Bk. Board 4 Hears The Governor’s Agenda
State Labor Commissioner Peter Rivera, tasked by Gov. Andrew Cuomo with spreading his State of the State message across New York, came to Brooklyn Community Board 4′s Wednesday, Jan. 16 meeting at the Hope Gardens Senior Center to give the advisory body a “firsthand understanding of what is the governor’s agenda.”
The core elements of Cuomo’s agenda, according to Rivera, are economics, education, fiscal integrity and progressive social services.
Beginning with economics, Rivera noted that the state spends more research dollars than all but one state, but lags in attracting venture capital and is 22nd in the state in promoting industry-sponsored research.
The governor hopes to create taxfree “innovation hotspots” to attract high-tech businesses in an attempt to reverse that trend.
In addition, the state will look to improve the quality of the labor force, by partnering with community colleges.
Also on Cuomo’s agenda, Rivera noted, is an increase in workers’ compensation and unemployment insurance rates, which have remained stagnant for over a decade, as well as an increase in the minimum wage to $8.75 an hour.
“New York State lags the states around us in unemployment insurance,” he noted; the state owes $9 billion to the federal government.
Turning to education, Rivera noted that the nation now trails in many education categories in which it used to be a world leader.
The state wants to increase the amount of schools offering prekindergarten classes (currently 67 percent of state schools offer the program), and to increase the amount of hours in a pre-kindergarten day.
In addition, Cuomo has been pushing for a “bar exam” for teachers.
“We have an exam for doctors, we have an exam for lawyers,” Rivera noted.
Later on, Board 4’s Martha Brown asked Rivera to push for measures to keep high school students from dropping out.
Cuomo is also pushing for a decriminalization of small amounts of marijuana possession. Rivera noted that 15 percent of all arrests annually- about 50,000 arrests a year-is for possession of marijuana; the governor seeks to turn this crime into a fineable violation.
He added that “80 percent of the people who happen to be arrested are African-American or Hispanic.”
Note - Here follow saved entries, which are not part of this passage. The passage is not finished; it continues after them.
//! In-process chat endpoint.
//!
//! Models the production chat server so client behavior can be tested end
//! to end without sockets:
//!
//! - One room per sorted participant pair
//! - Every accepted message is broadcast to every connection in the room,
//!   sender included (this is the echo the client relies on)
//! - `senderID` is corrected to the connection's user
//! - Missing receiver, empty body and unparseable frames are answered with a
//!   notice from the `system` sender, to the offending connection only
//! - Opens missing either query parameter are refused
//! - Broadcast frames carry only `senderID`, `receiverID` and `body`

#![allow(clippy::disallowed_types, reason = "hub state is shared with synchronous transport calls")]

use std::{
    collections::BTreeMap,
    sync::{Arc, Mutex, MutexGuard, PoisonError},
};

use pomochat_app::{EventSink, LinkError};
use pomochat_core::{
    ParticipantId, RoomId,
    config::{CHAT_WITH_ID_PARAM, USER_ID_PARAM},
    message::SYSTEM_SENDER,
};
use serde::{Deserialize, Serialize};
use url::Url;

/// Close code the hub reports when it drops a connection abnormally.
pub const ABNORMAL_CLOSURE: u16 = 1006;

/// Notice sent for a frame that is not a message object.
pub const INVALID_FORMAT_NOTICE: &str = "Invalid message format";

/// Notice sent for a message without a receiver.
pub const MISSING_RECEIVER_NOTICE: &str = "ReceiverID is required";

/// Notice sent for a message with an empty body.
pub const EMPTY_BODY_NOTICE: &str = "Message body cannot be empty";

/// How the hub answers new connections.
#[derive(Debug, Clone, Copy, PartialEq, Eq, Default)]
pub enum OpenPolicy {
    /// Open as soon as the client connects.
    #[default]
    Immediate,
    /// Hold opens until [`SimHub::complete_pending_opens`].
    Manual,
    /// Refuse every open.
    Refuse,
}

/// Hub-assigned connection id.
#[derive(Debug, Clone, Copy, PartialEq, Eq, PartialOrd, Ord, Hash)]
pub struct ConnectionId(u64);

#[derive(Debug, Clone, PartialEq, Eq)]
enum ConnectionState {
    Pending { close: Option<(u16, String)> },
    Open,
}

#[derive(Debug)]
struct Connection {
    user: String,
    room: RoomId,
    sink: EventSink,
    state: ConnectionState,
}

/// Frame shape the hub reads and writes. Unknown fields are dropped.
#[derive(Debug, Serialize, Deserialize)]
struct HubFrame {
    #[serde(rename = "senderID", default)]
    sender_id: String,
    #[serde(rename = "receiverID", default)]
    receiver_id: String,
    #[serde(default)]
    body: String,
}

/// A frame the hub broadcast into a room.
#[derive(Debug, Clone, PartialEq, Eq)]
pub struct Broadcast {
    /// Room the frame was broadcast in.
    pub room: RoomId,
    /// Encoded frame.
    pub payload: String,
    /// Number of connections it reached.
    pub recipients: usize,
}

#[derive(Debug, Default)]
struct HubState {
    policy: OpenPolicy,
    next_id: u64,
    connections: BTreeMap<ConnectionId, Connection>,
    broadcasts: Vec<Broadcast>,
    refused: usize,
}

/// Shared handle to the simulated endpoint.
#[derive(Debug, Clone, Default)]
pub struct SimHub {
    state: Arc<Mutex<HubState>>,
}

impl SimHub {
    /// Hub that opens connections immediately.
    pub fn new() -> Self {
        Self::default()
    }

    /// Hub with the given open policy.
    pub fn with_policy(policy: OpenPolicy) -> Self {
        let hub = Self::default();
        hub.set_policy(policy);
        hub
    }

    /// Change how later opens are answered.
    pub fn set_policy(&self, policy: OpenPolicy) {
        self.lock().policy = policy;
    }

    /// Accept a connection to `url`.
    ///
    /// Returns `None` if the open was refused; the refusal has already been
    /// reported through `sink`.
    pub(crate) fn connect(&self, url: &Url, sink: EventSink) -> Option<ConnectionId> {
        let mut state = self.lock();

        let (Some(user), Some(peer)) =
            (query_param(url, USER_ID_PARAM), query_param(url, CHAT_WITH_ID_PARAM))
        else {
            tracing::debug!(%url, "hub refused open: missing participant");
            state.refused += 1;
            refuse(&sink, "2 user IDs are required");
            return None;
        };

        if state.policy == OpenPolicy::Refuse {
            tracing::debug!(%url, "hub refused open: policy");
            state.refused += 1;
            refuse(&sink, "connection refused");
            return None;
        }

        let room = RoomId::derive(&user, &peer);
        let id = ConnectionId(state.next_id);
        state.next_id += 1;

        let connection_state = if state.policy == OpenPolicy::Manual {
            ConnectionState::Pending { close: None }
        } else {
            sink.opened();
            ConnectionState::Open
        };

        tracing::debug!(?id, %user, %room, "hub accepted connection");
        state.connections.insert(id, Connection {
            user: user.as_str().to_string(),
            room,
            sink,
            state: connection_state,
        });
        Some(id)
    }

    /// Handle a text frame written by connection `id`.
    pub(crate) fn receive(&self, id: ConnectionId, payload: &str) -> Result<(), LinkError> {
        let mut state = self.lock();

        let (user, room) = match state.connections.get(&id) {
            None => return Err(LinkError::Closed),
            Some(Connection { state: ConnectionState::Pending { .. }, .. }) => {
                return Err(LinkError::NotOpen);
            },
            Some(connection) => (connection.user.clone(), connection.room.clone()),
        };

        let notice = |state: &HubState, text: &str| {
            if let Some(connection) = state.connections.get(&id) {
                connection.sink.received(encode(&HubFrame {
                    sender_id: SYSTEM_SENDER.to_string(),
                    receiver_id: user.clone(),
                    body: text.to_string(),
                }));
            }
        };

        let Ok(mut frame) = serde_json::from_str::<HubFrame>(payload) else {
            notice(&state, INVALID_FORMAT_NOTICE);
            return Ok(());
        };

        if frame.sender_id != user {
            tracing::debug!(from = %frame.sender_id, to = %user, "hub corrected sender");
            frame.sender_id.clone_from(&user);
        }
        if frame.receiver_id.is_empty() {
            notice(&state, MISSING_RECEIVER_NOTICE);
            return Ok(());
        }
        if frame.body.is_empty() {
            notice(&state, EMPTY_BODY_NOTICE);
            return Ok(());
        }

        let payload = encode(&frame);
        let mut recipients = 0;
        for connection in state.connections.values() {
            if connection.room == room && connection.state == ConnectionState::Open {
                connection.sink.received(payload.clone());
                recipients += 1;
            }
        }
        state.broadcasts.push(Broadcast { room, payload, recipients });
        Ok(())
    }

    /// Client-initiated close of connection `id`.
    pub(crate) fn close(&self, id: ConnectionId, code: u16, reason: &str) {
        let mut state = self.lock();

        let Some(connection) = state.connections.get_mut(&id) else { return };
        if let ConnectionState::Pending { close } = &mut connection.state {
            // Honored once the open completes
            *close = Some((code, reason.to_string()));
            return;
        }

        if let Some(connection) = state.connections.remove(&id) {
            connection.sink.closed(Some(code), reason);
        }
    }

    /// Open every held connection. Returns how many opened.
    ///
    /// A connection the client closed while it was held opens and then
    /// closes straight away.
    pub fn complete_pending_opens(&self) -> usize {
        let mut state = self.lock();
        let pending: Vec<ConnectionId> = state
            .connections
            .iter()
            .filter(|(_, c)| matches!(c.state, ConnectionState::Pending { .. }))
            .map(|(id, _)| *id)
            .collect();

        for id in &pending {
            let Some(connection) = state.connections.get_mut(id) else { continue };
            let close = match std::mem::replace(&mut connection.state, ConnectionState::Open) {
                ConnectionState::Pending { close } => close,
                ConnectionState::Open => None,
            };
            connection.sink.opened();

            if let Some((code, reason)) = close
                && let Some(connection) = state.connections.remove(id)
            {
                connection.sink.closed(Some(code), reason);
            }
        }

        pending.len()
    }

    /// Refuse every held connection. Returns how many failed.
    pub fn fail_pending_opens(&self) -> usize {
        let mut state = self.lock();
        let pending: Vec<ConnectionId> = state
            .connections
            .iter()
            .filter(|(_, c)| matches!(c.state, ConnectionState::Pending { .. }))
            .map(|(id, _)| *id)
            .collect();

        for id in &pending {
            if let Some(connection) = state.connections.remove(id) {
                refuse(&connection.sink, "connection refused");
            }
        }
        state.refused += pending.len();
        pending.len()
    }

    /// Server-side close of every connection held by `user`.
    ///
    /// Returns how many connections were closed.
    pub fn close_user(&self, user: &str, code: u16, reason: &str) -> usize {
        let mut state = self.lock();
        let ids: Vec<ConnectionId> = state
            .connections
            .iter()
            .filter(|(_, c)| c.user == user)
            .map(|(id, _)| *id)
            .collect();

        for id in &ids {
            if let Some(connection) = state.connections.remove(id) {
                connection.sink.closed(Some(code), reason);
            }
        }
        ids.len()
    }

    /// Drop every connection held by `user` as if the network failed.
    pub fn drop_user(&self, user: &str) -> usize {
        self.close_user(user, ABNORMAL_CLOSURE, "")
    }

    /// Deliver a raw payload to every open connection held by `user`.
    ///
    /// Bypasses validation; used to feed clients malformed frames.
    pub fn inject(&self, user: &str, payload: &str) -> usize {
        let state = self.lock();
        let mut delivered = 0;
        for connection in state.connections.values() {
            if connection.user == user && connection.state == ConnectionState::Open {
                connection.sink.received(payload);
                delivered += 1;
            }
        }
        delivered
    }

    /// Open connections in `room`.
    pub fn connections_in(&self, room: &str) -> usize {
        self.lock()
            .connections
            .values()
            .filter(|c| c.room.as_str() == room && c.state == ConnectionState::Open)
            .count()
    }

    /// Connections held open or pending.
    pub fn connection_count(&self) -> usize {
        self.lock().connections.len()
    }

    /// Every frame broadcast so far, in order.
    pub fn broadcasts(&self) -> Vec<Broadcast> {
        self.lock().broadcasts.clone()
    }

    /// Number of refused opens.
    pub fn refused(&self) -> usize {
        self.lock().refused
    }

    fn lock(&self) -> MutexGuard<'_, HubState> {
        self.state.lock().unwrap_or_else(PoisonError::into_inner)
    }
}

fn query_param(url: &Url, name: &str) -> Option<ParticipantId> {
    url.query_pairs()
        .find(|(key, _)| *key == name)
        .and_then(|(_, value)| ParticipantId::new(value.into_owned()).ok())
}

/// Report a failed open the way a browser socket does: error, then close.
fn refuse(sink: &EventSink, reason: &str) {
    sink.error(reason);
    sink.closed(Some(ABNORMAL_CLOSURE), "");
}

fn encode(frame: &HubFrame) -> String {
    // Plain string fields always serialize
    serde_json::to_string(frame).unwrap_or_default()
}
Turning to affordable housing, Rivera noted that the state will push for the creation of 14,000 units across New York at a cost of $1 billion.
“The governor is interested in women’s equality,” Rivera noted; Cuomo’s agenda includes pushing for equal pay and “zero tolerance” for sexual harassment.
The big elephants in the room, however, were gun control and Hurricane Sandy.
Rivera noted that the day of the meeting, Cuomo had signed what would be the among the toughest gun laws in the country.
As for the October hurricane that ravaged the city and Long Island, Rivera noted that the state is looking to learn lessons from Sandy that they could use to better prepare for future disasters. For instance, he noted that a disruption of two days in fuel delivery led to weeks of traffic jams and fuel rationing.
Charter school comes to Bushwick
Arthur Samuels of the MESA Charter School introduced himself to Board 4 and offered information on the school set to open inside I.S. 291 at 291 Palmetto St.
According Samuels, over 1,000 District 32 middle school students leave the district to go to high schools in Queens and Manhattan, and MESA (which stands for Math, Engineering and Science Academy) Charter School hopes to offer an alternative.
The school will have a focus on math and science, with “hands-on” classes helping pupils apply what they learn to real-world problems such as bridge building and forensic science.
“We want to get kids really excited in math and science,” Samuels explained.
In addition, the school will offer a “college-bound” class from freshman year on out to prepare students for the university of their choice.
The school will accept 125 eighth-graders in the next school year and 125 each year thereafter until the school has 500 students, with preference being given to children who live in the district. The school is working with I.S. 291 to determine the best use of space for all schools.
The school is also required to accept students who are English Language Learners and who have Individualized Education Plans.
In her chairperson’s report, Julie Dent noted that applications for community board membership are now being accepted. Forms are available at the Community Board offices and must be notarized and set to 209 Joralemon St. in Brooklyn.
Board 4 tabled a vote on a proposal for an unenclosed sidewalk café at 50 Wyckoff Ave. in Bushwick, as the proprietor was not present.
Brooklyn Community Board 4 usually meets on the third Wednesday of every month at the Hope Gardens Senior Center, located at 195 Linden St. in Bushwick.